Ce soir-là, assise sur les genoux paternels, ma sœur aînée et mon frère ne sont pas là, c’est une soirée d’août comme toutes les autres, du moins c’est ce que je croyais. Curieusement, en cette saison, cette année, il a fait froid, si bien que mon grand-père a dû mettre sa gore ou le basque, sorte de béret en feutre bleu-marine, pour pouvoir effectuer sa promenade, peu avant la soirée. Ainsi l’homme élégant et distingué ressemble à un paysan. Là, soudain, alors qu’on joue, un cruel jeu se joue ailleurs, du salon retentit ce cri violent venu de la voix étrangement perçante de la sœur de ma grand-mère, appelant, scandant étrangement son prénom, recherchant le secours de son aînée : Marie-Louise, Marie-Louise . Avec mes parents, seule enfant dans la maison, ce soir-là, avec eux, je traverse le couloir sombre, laissé éteint comme toujours. Dans la précipitation, on court vers cet appel funeste. Ce danger, je le perçois confusément. Tous m’oublient, sans le vouloir, sans prendre conscience que je me réfugie derrière un fauteuil en cuir vieilli et craquelé, où rien n’échappe à mes yeux de petite fille. Grand-père est étendu par les soins de mon père sur le divan, il ne parle plus, de sa bouche écume cette bave immonde qui métamorphose, dégrade, avilit le visage si beau de cet homme. On oublie une sandalette à son pied, mon regard se porte sur elle, puis sur l’ensemble de son corps en proie aux torsions de la mort qui le broient déjà. Des gestes désordonnés s’ensuivent, on s’affole, on téléphone. J’accompagne maman qui attend l’ambulance dans la rue. Un médecin, c’est une femme, dit que l’on doit prendre une cuillère, pour ne pas qu’il avale sa langue. On le transporte sur un brancard, l’ambulance part dans la nuit, où résonne sa sirène bleutée, dans la rue. Dernier chant. De ma mémoire d’enfant, je ne vois que mes deux seuls parents agir. Ils m’ont oubliée, malgré eux, et j’ai tout vu : bave, raideur, sandalette laissée à son pied. Il nous quitte : première rencontre avec la mort.

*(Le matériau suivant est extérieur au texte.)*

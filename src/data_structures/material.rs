use std::path::Path;

/// Slot name used for untextured sub-meshes.
pub const DEFAULT_MATERIAL_NAME: &str = "DefaultMaterial";

/// Parent material for untextured sub-meshes.
pub const DEFAULT_NO_TEXTURE_BASE: &str = "DefaultMaterial_No_Texture";

/// Parent material for textured sub-meshes.
pub const DEFAULT_TEXTURED_BASE: &str = "DefaultMaterial_Textured";

/// An engine material reference.
///
/// `base` names the parent material asset the instance derives from; `texture_path` is bound as
/// its diffuse texture when present.
#[derive(Clone, Debug, PartialEq, Eq, Hash)]
pub struct Material {
    pub name: String,
    pub base: String,
    pub texture_path: Option<String>,
}

impl Material {
    /// A user supplied material asset, e.g. the target of a classification mapping.
    pub fn asset(path: impl Into<String>) -> Self {
        let base: String = path.into();
        Self {
            name: base_file_name(&base).unwrap_or_else(|| base.clone()),
            base,
            texture_path: None,
        }
    }

    /// Material created for a sub-mesh that carries no classification override.
    pub fn default_for_texture(texture_path: Option<&str>) -> Self {
        match texture_path {
            Some(path) => Self {
                name: slot_name(Some(path)),
                base: DEFAULT_TEXTURED_BASE.to_string(),
                texture_path: Some(path.to_string()),
            },
            None => Self {
                name: DEFAULT_MATERIAL_NAME.to_string(),
                base: DEFAULT_NO_TEXTURE_BASE.to_string(),
                texture_path: None,
            },
        }
    }

    pub fn is_default(&self) -> bool {
        self.base == DEFAULT_TEXTURED_BASE || self.base == DEFAULT_NO_TEXTURE_BASE
    }
}

/// Material slot name for a sub-mesh: the texture's base file name or the default name.
pub fn slot_name(texture_path: Option<&str>) -> String {
    texture_path
        .and_then(base_file_name)
        .unwrap_or_else(|| DEFAULT_MATERIAL_NAME.to_string())
}

fn base_file_name(path: &str) -> Option<String> {
    Path::new(path)
        .file_stem()
        .and_then(|s| s.to_str())
        .filter(|s| !s.is_empty())
        .map(str::to_string)
}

Et enfant, revient souvent cette phrase, annoncée comme une nouvelle dont la gravité échappe, Bon-papa est mort, Bon-papa est mort.
Je n’ai jamais appelé mon grand-père en utilisant ce nom commun traditionnel, chez nous, un synonyme était utilisé. D’où vient cette expression usitée de tous : bon-papa ? Toujours est-il que cette manière de le nommer, lui allait plutôt bien, concentrant par-là sa douceur immense et sa discrète affection. De ma mémoire d’enfant demeurent seulement quelques vagues souvenirs de lui, des appréhensions, incertaines, mais de cette incertitude jaillit en outre une évidente lumière, flambée du souvenir et de l’espoir persistants. Quelques termes non exhaustifs résument cet homme : calme et apaisement, loin, bien loin du tourbillon familial féminin ne s’opposant jamais, le subissant toujours. Comme tout est confus, mêlé, évanescent, pour cheminer dans les méandres incertains de la mémoire, pour imprimer et graver ce visage, je dois regarder quelques photos de mon grand-père jeune ou vieux. Parmi les rares clichés de lui est conservée l’étonnante photo du mariage. Surprenante, car cette image des noces en noir et blanc révèle déjà un curieux contraste entre la mariée, ma grand-mère et toi, bon-papa.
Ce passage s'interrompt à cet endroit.